AIM OF THE TASK:
Your response should contain every line from the data below that holds the string "impl".

Data extracted from a collection:

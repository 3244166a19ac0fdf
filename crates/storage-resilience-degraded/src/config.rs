//! Configuration for degraded-mode monitoring.

use std::time::Duration;
use storage_resilience_core::{EventListener, EventListeners, FnListener, Notification};

/// Configuration for a [`DegradedModeMonitor`](crate::DegradedModeMonitor).
#[derive(Clone)]
pub struct DegradedConfig {
    pub(crate) probe_interval: Duration,
    pub(crate) probe_timeout: Duration,
    pub(crate) listeners: EventListeners<Notification>,
}

impl DegradedConfig {
    /// Create a new builder.
    pub fn builder() -> DegradedConfigBuilder {
        DegradedConfigBuilder::default()
    }

    /// Time between recovery probes.
    pub fn probe_interval(&self) -> Duration {
        self.probe_interval
    }

    /// Bound on a single probe; expiry counts as unhealthy.
    pub fn probe_timeout(&self) -> Duration {
        self.probe_timeout
    }

    /// Attaches another notification sink.
    pub fn add_listener<L>(&mut self, listener: L)
    where
        L: EventListener<Notification> + 'static,
    {
        self.listeners.add(listener);
    }
}

impl Default for DegradedConfig {
    fn default() -> Self {
        Self {
            probe_interval: Duration::from_secs(30),
            probe_timeout: Duration::from_secs(5),
            listeners: EventListeners::new(),
        }
    }
}

impl std::fmt::Debug for DegradedConfig {
    fn fmt(&self, f: &mut std::fmt::Formatter<'_>) -> std::fmt::Result {
        f.debug_struct("DegradedConfig")
            .field("probe_interval", &self.probe_interval)
            .field("probe_timeout", &self.probe_timeout)
            .field("listeners", &self.listeners.len())
            .finish()
    }
}

/// Builder for [`DegradedConfig`].
#[derive(Default)]
pub struct DegradedConfigBuilder {
    config: DegradedConfig,
}

impl DegradedConfigBuilder {
    /// Set the interval between recovery probes.
    ///
    /// Default: 30 seconds. Zero is raised to one millisecond.
    pub fn probe_interval(mut self, interval: Duration) -> Self {
        self.config.probe_interval = interval.max(Duration::from_millis(1));
        self
    }

    /// Set the timeout for a single probe.
    ///
    /// Default: 5 seconds
    pub fn probe_timeout(mut self, timeout: Duration) -> Self {
        self.config.probe_timeout = timeout;
        self
    }

    /// Registers a notification sink.
    pub fn listener<L>(mut self, listener: L) -> Self
    where
        L: EventListener<Notification> + 'static,
    {
        self.config.listeners.add(listener);
        self
    }

    /// Registers a callback for every notification.
    pub fn on_notification<F>(self, f: F) -> Self
    where
        F: Fn(&Notification) + Send + Sync + 'static,
    {
        self.listener(FnListener::new(move |n: &Notification| f(n)))
    }

    /// Build the configuration.
    pub fn build(self) -> DegradedConfig {
        self.config
    }
}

SOLVED EXERCISE:
impl DegradedConfig {
impl Default for DegradedConfig {
impl std::fmt::Debug for DegradedConfig {
impl DegradedConfigBuilder {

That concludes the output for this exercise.